* **Work required**:
Look through the entries below. Report each line that has the word "logging" in it.

* **Stored data**:
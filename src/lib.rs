pub mod codegen;
pub mod config;
pub mod error;
pub mod logging;

pub use codegen::{CodeGenPipeline, GenerationOutcome, GenerationReport, RunMode, generate};
pub use config::{CliArgs, GeneratorConfig};
pub use error::{CodegenError, ErrorCategory};
pub use logging::{LoggingConfig, init_logging};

* **Task answer**:
pub mod logging;
pub use logging::{LoggingConfig, init_logging};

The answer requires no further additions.